7 – Flood Mapping

Mapping under Uncertainty: Spatial Politics, Urban Development, and the Future of Coastal Flood Risk

Policy makers often make decisions under uncertainty. Planners, therefore, increasingly use big data and sophisticated simulations to tackle their most difficult challenges. Disasters occur when these complex systems and their engineered solutions fail, and floods have accounted for six of the top ten catastrophes in American history, costing over $350 billion (NOAA National Centers for Environmental Information 2016). Recent losses and climate change projections have brought attention to the affordability of flood insurance and the cost of building to higher levels of protection (FEMA 2016). Crippled by claims and struggling with solvency, potential reforms of the National Flood Insurance Program (NFIP) are hampered by the fact that only 52% of the nation’s flood maps were considered accurate as of 2014, with an additional 4-10% becoming no longer current each year (Wilson 2014). Urban planners and developers, however, must reconcile scientific knowledge about floods in politicized local environments.

Given changing coastal flood risk and sea level rise, the dissertation asks: how can spatial politics inform the mapping of urban development under uncertainty? By examining communities in Greater Boston and New York City from the perspective of both practice and theory, I contrast a collaborative process where risk is changing place with contentious processes where is place changing risk, respectively. This informs how mapping acts as a decision support system at the local level, and I test these insights with the Boston Planning and Development Agency’s (BPDA) Article 37 Climate Change Preparedness Resiliency Checklist.

The dissertation frames an historical analysis of urban risk mapping to elucidate the translation process between models, standards, plans, and design. As such, it evaluates recent policy changes to the NFIP as well as the scope and purpose of Flood Insurance Rate Maps to determine whether they are adequate for the jurisdictional delineation of long-term urban development. Drawing upon jurisdictions with map changes from May 2014-May 2016, the dissertation uses mixed methods to compare how the two case study regions are engaged in contestation over risk classification, collaboration on mitigation strategies, and creation of scenario-based planning for climate adaptation.

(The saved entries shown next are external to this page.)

/// Shared state for all HTTP handlers.
#[derive(Clone)]
pub struct AppState {
    /// Absent when the script server is disabled.
    pub backend: Option<Arc<dyn BackendReader>>,
    pub renderer: Arc<ScriptRenderer>,
    pub binaries: Arc<IpxeBinaries>,
    pub trusted_proxies: Arc<TrustedProxies>,
    pub metrics: Metrics,
    pub backend_timeout: Duration,
    pub start_time: Instant,
}

/// HTTP request logging middleware.
///
/// Logs each request in format: "IP METHOD PATH - STATUS" and counts it
/// for the script/binary handlers.
async fn request_logging(
    ConnectInfo(addr): ConnectInfo<SocketAddr>,
    State(state): State<AppState>,
    request: Request<Body>,
    next: Next,
) -> Response {
    let method = request.method().clone();
    let uri = request.uri().clone();

    let response = next.run(request).await;

    let status = response.status();
    tracing::info!("{} {} {} - {}", addr.ip(), method, uri, status.as_u16());

    let handler = if uri.path().starts_with("/ipxe/") {
        Some("binary")
    } else if uri.path().ends_with("/auto.ipxe") || uri.path() == "/auto.ipxe" {
        Some("script")
    } else {
        None
    };
    if let Some(handler) = handler {
        state
            .metrics
            .http_requests
            .with_label_values(&[handler, &status.as_u16().to_string()])
            .inc();
    }

    response
}

/// Create the application router. The binary and script routes are only
/// mounted for the enabled sub-servers; healthcheck and metrics are
/// unconditional.
pub fn create_router(state: AppState, binary_enabled: bool, script_enabled: bool) -> Router {
    let mut router = Router::new()
        .route("/healthcheck", get(handle_healthcheck))
        .route("/metrics", get(handle_metrics));

    if binary_enabled {
        router = router.route("/ipxe/{filename}", get(handle_binary));
    }
    if script_enabled {
        router = router
            .route("/auto.ipxe", get(handle_script_by_ip))
            .route("/{mac}/auto.ipxe", get(handle_script_by_mac));
    }

    router
        .layer(middleware::from_fn_with_state(
            state.clone(),
            request_logging,
        ))
        .with_state(state)
}

/// GET /healthcheck
async fn handle_healthcheck(State(state): State<AppState>) -> Response {
    Json(json!({
        "git_rev": GIT_REV,
        "uptime_seconds": state.start_time.elapsed().as_secs(),
    }))
    .into_response()
}

/// GET /metrics
async fn handle_metrics(State(state): State<AppState>) -> Response {
    match state.metrics.encode_text() {
        Ok(text) => (
            StatusCode::OK,
            [(CONTENT_TYPE, "text/plain; version=0.0.4")],
            text,
        )
            .into_response(),
        Err(e) => (StatusCode::INTERNAL_SERVER_ERROR, e.to_string()).into_response(),
    }
}
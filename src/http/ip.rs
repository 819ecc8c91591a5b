//! Client IP resolution behind reverse proxies.
//!
//! X-Forwarded-For is only ever believed when the socket peer itself is
//! a configured trusted proxy; anyone else can claim whatever they want
//! in that header.

use std::net::IpAddr;

use anyhow::{anyhow, Result};
use ipnetwork::IpNetwork;

/// CIDR allowlist of reverse proxies.
#[derive(Debug, Clone, Default)]
pub struct TrustedProxies {
    networks: Vec<IpNetwork>,
}

impl TrustedProxies {
    /// Parse a comma separated list of CIDRs. Bare IPs are promoted to
    /// host masks. Any entry that parses as neither is a hard error:
    /// a silently skipped proxy entry would change who gets believed.
    pub fn parse(input: &str) -> Result<Self> {
        let mut networks = Vec::new();

        for entry in input.split(',') {
            let entry = entry.trim();
            if entry.is_empty() {
                continue;
            }

            let network = match entry.parse::<IpNetwork>() {
                Ok(network) => network,
                Err(_) => {
                    let ip: IpAddr = entry
                        .parse()
                        .map_err(|_| anyhow!("invalid trusted proxy entry: {entry}"))?;
                    let prefix = match ip {
                        IpAddr::V4(_) => 32,
                        IpAddr::V6(_) => 128,
                    };
                    IpNetwork::new(ip, prefix)
                        .map_err(|_| anyhow!("invalid trusted proxy entry: {entry}"))?
                }
            };
            networks.push(network);
        }

        Ok(Self { networks })
    }

    pub fn contains(&self, ip: IpAddr) -> bool {
        self.networks.iter().any(|network| network.contains(ip))
    }

    /// Resolve the client address for a request.
    ///
    /// When the peer is trusted, X-Forwarded-For is walked right to
    /// left and the first untrusted hop is the client. An untrusted
    /// peer is always taken at face value.
    pub fn client_ip(&self, peer: IpAddr, forwarded_for: Option<&str>) -> IpAddr {
        if !self.contains(peer) {
            return peer;
        }

        let Some(forwarded_for) = forwarded_for else {
            return peer;
        };

        let hops: Vec<IpAddr> = forwarded_for
            .split(',')
            .filter_map(|hop| hop.trim().parse().ok())
            .collect();

        for hop in hops.iter().rev() {
            if !self.contains(*hop) {
                return *hop;
            }
        }

        // Every listed hop is a trusted proxy; the leftmost one is the
        // closest thing to a client address we have.
        hops.first().copied().unwrap_or(peer)
    }
}
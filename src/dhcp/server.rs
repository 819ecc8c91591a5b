//! DHCP server loop.
//!
//! Listens on UDP/67, parses each datagram and hands it to the
//! reservation handler in its own task. Replies go out on the same
//! socket, one `send_to` per reply.

use std::net::SocketAddr;
use std::sync::Arc;

use anyhow::{Context, Result};
use socket2::{Domain, Protocol, Socket, Type};
use tokio::net::UdpSocket;
use tokio::sync::watch;
use tokio::task::JoinSet;
use tracing::{debug, error, info, warn};

use crate::dhcp::handler::ReservationHandler;
use crate::dhcp::packet::DhcpPacket;
use crate::metrics::Metrics;

/// Largest datagram we accept; a DHCP message fits an Ethernet frame.
const MAX_PACKET_SIZE: usize = 1500;

/// How long in-flight handlers may finish after shutdown.
const SHUTDOWN_GRACE: std::time::Duration = std::time::Duration::from_secs(5);

pub struct DhcpServer {
    bind_addr: SocketAddr,
    /// Interface for SO_BINDTODEVICE, so 0.0.0.0:67 here does not
    /// collide with DHCP listeners on other interfaces.
    bind_interface: Option<String>,
    handler: Arc<ReservationHandler>,
    metrics: Metrics,
}

impl DhcpServer {
    pub fn new(
        bind_addr: SocketAddr,
        bind_interface: Option<String>,
        handler: Arc<ReservationHandler>,
        metrics: Metrics,
    ) -> Self {
        Self {
            bind_addr,
            bind_interface,
            handler,
            metrics,
        }
    }

    /// Run until the shutdown channel flips.
    pub async fn run(&self, mut shutdown: watch::Receiver<bool>) -> Result<()> {
        let socket = Arc::new(self.bind()?);
        info!("DHCP server listening on {}", self.bind_addr);

        let mut buf = [0u8; MAX_PACKET_SIZE];
        let mut inflight = JoinSet::new();

        loop {
            tokio::select! {
                _ = shutdown.changed() => break,
                Some(_) = inflight.join_next(), if !inflight.is_empty() => {}
                result = socket.recv_from(&mut buf) => {
                    let (len, peer) = match result {
                        Ok(r) => r,
                        Err(e) => {
                            error!("DHCP receive error: {}", e);
                            continue;
                        }
                    };

                    self.metrics.dhcp_packets_received.inc();

                    let packet = match DhcpPacket::parse(&buf[..len]) {
                        Ok(p) => p,
                        Err(e) => {
                            self.metrics.dhcp_packets_malformed.inc();
                            debug!("dropping malformed packet from {}: {}", peer, e);
                            continue;
                        }
                    };

                    let socket = Arc::clone(&socket);
                    let handler = Arc::clone(&self.handler);
                    let metrics = self.metrics.clone();
                    inflight.spawn(async move {
                        match handler.handle(&packet).await {
                            Some(reply) => {
                                let bytes = reply.packet.encode();
                                match socket.send_to(&bytes, reply.destination).await {
                                    Ok(_) => metrics.dhcp_packets_replied.inc(),
                                    Err(e) => {
                                        warn!("failed to send DHCP reply to {}: {}", reply.destination, e);
                                    }
                                }
                            }
                            None => metrics.dhcp_packets_ignored.inc(),
                        }
                    });
                }
            }
        }

        // Let in-flight handlers finish within the grace window.
        let drain = async {
            while inflight.join_next().await.is_some() {}
        };
        if tokio::time::timeout(SHUTDOWN_GRACE, drain).await.is_err() {
            warn!("shutdown grace expired with DHCP handlers still running");
            inflight.abort_all();
        }

        info!("DHCP server stopped");
        Ok(())
    }

    /// Build the listening socket: reuse-addr + broadcast, optionally
    /// pinned to one interface.
    fn bind(&self) -> Result<UdpSocket> {
        let socket = Socket::new(Domain::IPV4, Type::DGRAM, Some(Protocol::UDP))
            .context("Failed to create socket")?;

        socket.set_reuse_address(true)?;
        socket.set_broadcast(true)?;

        #[cfg(target_os = "linux")]
        if let Some(ref iface) = self.bind_interface {
            use std::os::unix::io::AsRawFd;
            let fd = socket.as_raw_fd();
            let iface_bytes = iface.as_bytes();
            let result = unsafe {
                libc::setsockopt(
                    fd,
                    libc::SOL_SOCKET,
                    libc::SO_BINDTODEVICE,
                    iface_bytes.as_ptr() as *const libc::c_void,
                    iface_bytes.len() as libc::socklen_t,
                )
            };
            if result != 0 {
                let err = std::io::Error::last_os_error();
                anyhow::bail!("Failed to bind to interface {}: {}", iface, err);
            }
            info!("bound DHCP socket to interface {}", iface);
        }

        socket
            .bind(&self.bind_addr.into())
            .with_context(|| format!("Failed to bind to {}", self.bind_addr))?;
        socket.set_nonblocking(true)?;

        UdpSocket::from_std(socket.into()).context("Failed to register socket with tokio")
    }
}
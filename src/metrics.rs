//! Prometheus metrics for all listeners.

use prometheus::{Encoder, IntCounter, IntCounterVec, Opts, Registry, TextEncoder};
use thiserror::Error;

#[derive(Error, Debug)]
pub enum MetricsError {
    #[error("failed to register metric: {0}")]
    Registration(#[from] prometheus::Error),

    #[error("failed to encode metrics: {0}")]
    Encoding(String),
}

/// Counters shared by the DHCP, TFTP, HTTP and syslog listeners.
///
/// All counters are atomic; the struct is cheap to clone and safe to
/// share across tasks.
#[derive(Clone)]
pub struct Metrics {
    registry: Registry,

    pub dhcp_packets_received: IntCounter,
    pub dhcp_packets_replied: IntCounter,
    pub dhcp_packets_ignored: IntCounter,
    pub dhcp_packets_malformed: IntCounter,

    pub tftp_transfers_opened: IntCounter,
    pub tftp_transfers_completed: IntCounter,
    pub tftp_transfers_failed: IntCounter,

    /// HTTP requests by handler ("script" or "binary") and status code.
    pub http_requests: IntCounterVec,

    pub syslog_messages: IntCounter,
}

impl Metrics {
    pub fn new() -> Result<Self, MetricsError> {
        let registry = Registry::new();

        let dhcp_packets_received = IntCounter::with_opts(Opts::new(
            "gantry_dhcp_packets_received_total",
            "DHCP packets received",
        ))?;
        let dhcp_packets_replied = IntCounter::with_opts(Opts::new(
            "gantry_dhcp_packets_replied_total",
            "DHCP replies sent",
        ))?;
        let dhcp_packets_ignored = IntCounter::with_opts(Opts::new(
            "gantry_dhcp_packets_ignored_total",
            "DHCP packets deliberately left unanswered",
        ))?;
        let dhcp_packets_malformed = IntCounter::with_opts(Opts::new(
            "gantry_dhcp_packets_malformed_total",
            "DHCP packets that failed to parse",
        ))?;

        let tftp_transfers_opened = IntCounter::with_opts(Opts::new(
            "gantry_tftp_transfers_opened_total",
            "TFTP transfers started",
        ))?;
        let tftp_transfers_completed = IntCounter::with_opts(Opts::new(
            "gantry_tftp_transfers_completed_total",
            "TFTP transfers completed",
        ))?;
        let tftp_transfers_failed = IntCounter::with_opts(Opts::new(
            "gantry_tftp_transfers_failed_total",
            "TFTP transfers aborted",
        ))?;

        let http_requests = IntCounterVec::new(
            Opts::new("gantry_http_requests_total", "HTTP requests"),
            &["handler", "status"],
        )?;

        let syslog_messages = IntCounter::with_opts(Opts::new(
            "gantry_syslog_messages_total",
            "Syslog messages received",
        ))?;

        registry.register(Box::new(dhcp_packets_received.clone()))?;
        registry.register(Box::new(dhcp_packets_replied.clone()))?;
        registry.register(Box::new(dhcp_packets_ignored.clone()))?;
        registry.register(Box::new(dhcp_packets_malformed.clone()))?;
        registry.register(Box::new(tftp_transfers_opened.clone()))?;
        registry.register(Box::new(tftp_transfers_completed.clone()))?;
        registry.register(Box::new(tftp_transfers_failed.clone()))?;
        registry.register(Box::new(http_requests.clone()))?;
        registry.register(Box::new(syslog_messages.clone()))?;

        Ok(Self {
            registry,
            dhcp_packets_received,
            dhcp_packets_replied,
            dhcp_packets_ignored,
            dhcp_packets_malformed,
            tftp_transfers_opened,
            tftp_transfers_completed,
            tftp_transfers_failed,
            http_requests,
            syslog_messages,
        })
    }

    /// Render the registry in Prometheus text format.
    pub fn encode_text(&self) -> Result<String, MetricsError> {
        let mut buf = Vec::new();
        TextEncoder::new()
            .encode(&self.registry.gather(), &mut buf)
            .map_err(|e| MetricsError::Encoding(e.to_string()))?;
        String::from_utf8(buf).map_err(|e| MetricsError::Encoding(e.to_string()))
    }
}
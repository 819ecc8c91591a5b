//! The netboot decision engine.
//!
//! Takes one parsed DHCPv4 request, consults the inventory, and either
//! produces a reply that advances the client through the iPXE chain or
//! decides to stay silent. The handler keeps no per-client state: each
//! chain stage re-DISCOVERs, and the user-class flip after iPXE loads is
//! the only progress signal.

use std::net::{Ipv4Addr, SocketAddr, SocketAddrV4};
use std::sync::Arc;
use std::time::Duration;

use tracing::{debug, info, warn};

use crate::backend::{BackendReader, HardwareRecord};
use crate::dhcp::arch::ClientArch;
use crate::dhcp::packet::{DhcpMessageType, DhcpOption, DhcpPacket};
use crate::dhcp::CLIENT_PORT;
use crate::dhcp::SERVER_PORT;

/// PXE vendor option 43 sub-option codes.
const PXE_DISCOVERY_CONTROL: u8 = 6;
const PXE_BOOT_MENU: u8 = 9;
const PXE_MENU_PROMPT: u8 = 10;

/// Discovery control 0x08: skip the boot server menu, boot from option 67.
const PXE_SKIP_MENU: u8 = 0x08;

/// User classes that mark a client already running iPXE.
const IPXE_USER_CLASSES: [&str; 2] = ["iPXE", "Tinkerbell"];

/// Which artifact the reply steers the client to.
#[derive(Debug, Clone, Copy, PartialEq, Eq)]
pub enum BootStage {
    /// Firmware PXE fetching an iPXE binary over TFTP.
    TftpBin,
    /// UEFI HTTP Boot fetching an iPXE binary over HTTP.
    HttpBin,
    /// iPXE fetching the operator script over HTTP.
    HttpScript,
}

/// Netboot fields of one reply, derived from request x record.
#[derive(Debug, Clone)]
pub struct BootDecision {
    pub stage: BootStage,
    pub next_server: Ipv4Addr,
    pub boot_file_name: String,
    pub server_name: Option<String>,
}

/// A reply ready to be encoded and sent.
#[derive(Debug)]
pub struct DhcpReply {
    pub packet: DhcpPacket,
    pub destination: SocketAddr,
}

/// Reservation-based DHCP handler.
///
/// Every decision is derived from the incoming packet and the inventory
/// record; nothing is cached between packets.
pub struct ReservationHandler {
    backend: Arc<dyn BackendReader>,
    /// Address placed in option 54 (and used for option 66/urls). The
    /// host may have several IPs; exactly this one is advertised.
    ip_for_packet: Ipv4Addr,
    /// Syslog collector advertised in option 7.
    syslog_ip: Ipv4Addr,
    /// TFTP server for the firmware-PXE stage (next-server/option 66).
    tftp_ip: Ipv4Addr,
    /// Base URL for iPXE binaries over HTTP, e.g. `http://10.0.0.1:8080/ipxe`.
    http_binary_url: String,
    /// Global iPXE script URL, e.g. `http://10.0.0.1/auto.ipxe`.
    script_url: String,
    /// Splice the client MAC into the script URL path.
    inject_mac: bool,
    backend_timeout: Duration,
}

impl ReservationHandler {
    #[allow(clippy::too_many_arguments)]
    pub fn new(
        backend: Arc<dyn BackendReader>,
        ip_for_packet: Ipv4Addr,
        syslog_ip: Ipv4Addr,
        tftp_ip: Ipv4Addr,
        http_binary_url: impl Into<String>,
        script_url: impl Into<String>,
        inject_mac: bool,
        backend_timeout: Duration,
    ) -> Self {
        Self {
            backend,
            ip_for_packet,
            syslog_ip,
            tftp_ip,
            http_binary_url: http_binary_url.into(),
            script_url: script_url.into(),
            inject_mac,
            backend_timeout,
        }
    }

    /// Handle one request. `None` means stay silent.
    pub async fn handle(&self, request: &DhcpPacket) -> Option<DhcpReply> {
        if !request.is_request() {
            return None;
        }

        let reply_type = match request.message_type()? {
            DhcpMessageType::Discover => DhcpMessageType::Offer,
            DhcpMessageType::Request | DhcpMessageType::Inform => DhcpMessageType::Ack,
            other => {
                debug!("ignoring DHCP {} from {}", other, request.chaddr);
                return None;
            }
        };

        let record = match tokio::time::timeout(
            self.backend_timeout,
            self.backend.get_by_mac(request.chaddr),
        )
        .await
        {
            Ok(Ok(Some(record))) => record,
            Ok(Ok(None)) => {
                // Unknown clients get silence, never a NAK: other DHCP
                // servers on the LAN may own them.
                debug!("no reservation for {}, staying silent", request.chaddr);
                return None;
            }
            Ok(Err(e)) => {
                warn!("backend lookup for {} failed: {}", request.chaddr, e);
                return None;
            }
            Err(_) => {
                warn!("backend lookup for {} timed out", request.chaddr);
                return None;
            }
        };

        if !record.netboot.allow_pxe {
            debug!("netboot disabled for {}, staying silent", request.chaddr);
            return None;
        }

        if request.message_type() == Some(DhcpMessageType::Request) {
            let requested = request.requested_ip().or({
                if request.ciaddr.is_unspecified() {
                    None
                } else {
                    Some(request.ciaddr)
                }
            });
            if let Some(requested) = requested {
                if requested != record.ip {
                    info!(
                        "{} requested {} but is reserved {}, sending NAK",
                        request.chaddr, requested, record.ip
                    );
                    return Some(self.nak(request));
                }
            }
        }

        let decision = self.decide(request, &record);
        info!(
            "DHCP {} for {} -> {} (stage {:?}, next-server {})",
            reply_type, request.chaddr, decision.boot_file_name, decision.stage, decision.next_server
        );

        let mut reply = DhcpPacket::reply_to(request, reply_type);
        reply
            .options
            .push(DhcpOption::ServerIdentifier(self.ip_for_packet));

        // INFORM gets option 54 and the netboot subset, never lease fields.
        if request.message_type() != Some(DhcpMessageType::Inform) {
            reply.yiaddr = record.ip;
            self.push_lease_options(&mut reply, &record);
        }

        self.push_netboot_options(&mut reply, request, &decision);

        Some(DhcpReply {
            destination: reply_destination(request),
            packet: reply,
        })
    }

    /// Standard lease options from the reservation.
    fn push_lease_options(&self, reply: &mut DhcpPacket, record: &HardwareRecord) {
        let opts = &mut reply.options;
        opts.push(DhcpOption::SubnetMask(record.netmask));
        if let Some(gateway) = record.gateway {
            opts.push(DhcpOption::Router(gateway));
        }
        if !record.nameservers.is_empty() {
            opts.push(DhcpOption::DomainServer(record.nameservers.clone()));
        }
        opts.push(DhcpOption::LogServer(self.syslog_ip));
        if let Some(ref hostname) = record.hostname {
            opts.push(DhcpOption::HostName(hostname.clone()));
        }
        if let Some(ref domain) = record.domain {
            opts.push(DhcpOption::DomainName(domain.clone()));
        }
        opts.push(DhcpOption::BroadcastAddress(broadcast_address(
            record.ip,
            record.netmask,
        )));
        opts.push(DhcpOption::LeaseTime(record.lease_time));
        opts.push(DhcpOption::RenewalTime(record.lease_time / 2));
        opts.push(DhcpOption::RebindingTime(record.lease_time / 8 * 7));
    }

    /// Netboot options: 66/67, siaddr/sname, 60, 43 and 97.
    fn push_netboot_options(
        &self,
        reply: &mut DhcpPacket,
        request: &DhcpPacket,
        decision: &BootDecision,
    ) {
        reply.siaddr = decision.next_server;
        reply.sname = decision.server_name.clone();
        reply.file = Some(decision.boot_file_name.clone());
        reply
            .options
            .push(DhcpOption::BootfileName(decision.boot_file_name.clone()));

        if decision.stage == BootStage::TftpBin {
            reply
                .options
                .push(DhcpOption::TftpServerName(decision.next_server.to_string()));
        }

        let is_pxe_client = request
            .vendor_class_id()
            .map_or(false, |vc| vc.starts_with("PXEClient"));

        // UEFI HTTP Boot firmware only accepts an HTTP URL in option 67
        // when the reply identifies as an HTTPClient.
        if decision.stage == BootStage::HttpBin {
            reply
                .options
                .push(DhcpOption::VendorClassId("HTTPClient".to_string()));
        } else if is_pxe_client {
            reply
                .options
                .push(DhcpOption::VendorClassId("PXEClient".to_string()));
        }

        if is_pxe_client {
            reply
                .options
                .push(DhcpOption::VendorSpecific(pxe_vendor_options()));
        }

        if let Some(uuid) = request.client_uuid() {
            reply.options.push(DhcpOption::ClientUuid(uuid.to_vec()));
        }
    }

    /// The crux: pick the boot-chain stage from option 77 and option 93.
    fn decide(&self, request: &DhcpPacket, record: &HardwareRecord) -> BootDecision {
        if let Some(user_class) = request.user_class() {
            if IPXE_USER_CLASSES.contains(&user_class) {
                return BootDecision {
                    stage: BootStage::HttpScript,
                    next_server: Ipv4Addr::UNSPECIFIED,
                    boot_file_name: self.script_url_for(record, request),
                    server_name: None,
                };
            }
        }

        let arch = ClientArch::from_u16(request.client_arch().unwrap_or(0));
        if arch.supports_http_boot() {
            return BootDecision {
                stage: BootStage::HttpBin,
                next_server: Ipv4Addr::UNSPECIFIED,
                boot_file_name: format!(
                    "{}/{}",
                    self.http_binary_url.trim_end_matches('/'),
                    arch.ipxe_binary()
                ),
                server_name: None,
            };
        }

        BootDecision {
            stage: BootStage::TftpBin,
            next_server: self.tftp_ip,
            boot_file_name: arch.ipxe_binary().to_string(),
            server_name: Some(self.tftp_ip.to_string()),
        }
    }

    /// Script URL for this client. A per-record override is used verbatim;
    /// otherwise the configured URL, with the MAC spliced in front of the
    /// file name when injection is on.
    fn script_url_for(&self, record: &HardwareRecord, request: &DhcpPacket) -> String {
        if let Some(ref url) = record.netboot.ipxe_script_url {
            return url.clone();
        }

        if !self.inject_mac {
            return self.script_url.clone();
        }

        let mac = request.chaddr.to_string().to_lowercase();
        match self.script_url.rsplit_once('/') {
            Some((dir, file)) => format!("{dir}/{mac}/{file}"),
            None => self.script_url.clone(),
        }
    }

    fn nak(&self, request: &DhcpPacket) -> DhcpReply {
        let mut reply = DhcpPacket::reply_to(request, DhcpMessageType::Nak);
        reply
            .options
            .push(DhcpOption::ServerIdentifier(self.ip_for_packet));

        DhcpReply {
            destination: reply_destination(request),
            packet: reply,
        }
    }
}

/// Outer framing per RFC 2131 section 4.1.
fn reply_destination(request: &DhcpPacket) -> SocketAddr {
    if !request.giaddr.is_unspecified() {
        return SocketAddr::V4(SocketAddrV4::new(request.giaddr, SERVER_PORT));
    }

    if request.broadcast_requested() || request.ciaddr.is_unspecified() {
        return SocketAddr::V4(SocketAddrV4::new(Ipv4Addr::BROADCAST, CLIENT_PORT));
    }

    SocketAddr::V4(SocketAddrV4::new(request.ciaddr, CLIENT_PORT))
}

fn broadcast_address(ip: Ipv4Addr, netmask: Ipv4Addr) -> Ipv4Addr {
    Ipv4Addr::from(u32::from(ip) | !u32::from(netmask))
}

/// Encoded option 43 payload: skip the prompt, one menu entry.
fn pxe_vendor_options() -> Vec<u8> {
    let mut opts = vec![PXE_DISCOVERY_CONTROL, 1, PXE_SKIP_MENU];

    let prompt = b"netboot";
    opts.push(PXE_MENU_PROMPT);
    opts.push((prompt.len() + 1) as u8);
    opts.push(0); // zero timeout: never show the prompt
    opts.extend_from_slice(prompt);

    let entry = b"netboot";
    opts.push(PXE_BOOT_MENU);
    opts.push((entry.len() + 3) as u8);
    opts.extend_from_slice(&[0, 0]); // boot server type 0
    opts.push(entry.len() as u8);
    opts.extend_from_slice(entry);

    opts
}
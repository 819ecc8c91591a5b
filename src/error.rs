use axum::http::StatusCode;
use axum::response::{IntoResponse, Response};
use thiserror::Error;

/// Errors surfaced by the HTTP handlers.
#[derive(Error, Debug)]
pub enum AppError {
    #[error("Config error: {0}")]
    Config(String),

    #[error("IO error: {0}")]
    Io(#[from] std::io::Error),

    #[error("Template error: {0}")]
    Template(#[from] minijinja::Error),

    #[error("Backend error: {0}")]
    Backend(#[from] crate::backend::BackendError),

    #[error("Backend lookup timed out")]
    BackendTimeout,

    #[error("Not found: {0}")]
    NotFound(String),

    #[error("Netboot not allowed for {0}")]
    Forbidden(String),

    #[error("Bad request: {0}")]
    BadRequest(String),
}

impl IntoResponse for AppError {
    fn into_response(self) -> Response {
        let (status, message) = match &self {
            AppError::Config(msg) => (StatusCode::INTERNAL_SERVER_ERROR, msg.clone()),
            AppError::Io(e) => (StatusCode::INTERNAL_SERVER_ERROR, e.to_string()),
            AppError::Template(e) => (StatusCode::INTERNAL_SERVER_ERROR, e.to_string()),
            AppError::Backend(e) => (StatusCode::INTERNAL_SERVER_ERROR, e.to_string()),
            AppError::BackendTimeout => (StatusCode::INTERNAL_SERVER_ERROR, self.to_string()),
            AppError::NotFound(msg) => (StatusCode::NOT_FOUND, msg.clone()),
            AppError::Forbidden(msg) => (StatusCode::FORBIDDEN, msg.clone()),
            AppError::BadRequest(msg) => (StatusCode::BAD_REQUEST, msg.clone()),
        };

        tracing::error!("{}: {}", status, message);
        (status, message).into_response()
    }
}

The Greater Boston case in Plymouth County looks at near-term data and model changes, specifically asking how spatial politics have shaped the traditional scientific and technical process of map revision, appeal, and scientific review. The chapter explores the impacts to real estate, documents the alternative methodologies, and demonstrates the power of place to change risk in communities with clout. In comparison, the New York City case examines the trends of long-term sea level rise and describes the characteristics of an evolving approach to flood risk that incorporates long-term advisory maps. This is based on the thought leadership of FEMA’s Technical Mapping Advisory Council, concern about premium affordability for vulnerable households, and desire to reduce uncertainty for markets of a lagging policy process.

In the absence of a top-down federal flood risk management standard, urban planners need a bottom-up tool for long-term investment and development decisions. Cities have begun to assess their own sea level rise risk, but often via fungible models averaged out to planning scenarios that are abstracted as rules-of-thumb. The dissertation proposes a more transparent and science-based approach that addresses the information gap between short-term excessive premiums or building standards across too broad an area, and the long-term avoided losses to the city and its tax base. Furthermore, mapping as a decision support system can help planners manage the systemic impacts of NFIP rates signaling future conditions.

The academic literature has assumed that the local politics of flood risk are secondary to national-level scientific and technical knowledge. Instead, the dissertation finds that communities with clout cast controversy on flood maps to reduce the hazard area and change the models acceptable to science. As such, recent simultaneous mapping efforts and policy reforms have encouraged the fragmentation and privatization of the program. The NFIP cannot be revised through tweaking economic levers or scientific and technical appeals alone. The research here raises new value-based considerations for urban planners as they develop local and regional climate adaptation policy and planning strategies. Insurance and the ability to mitigate risk have made the modern city. Sea level rise will continue this trend far into the future, reshaping waterfronts and coastal areas across the United States and world.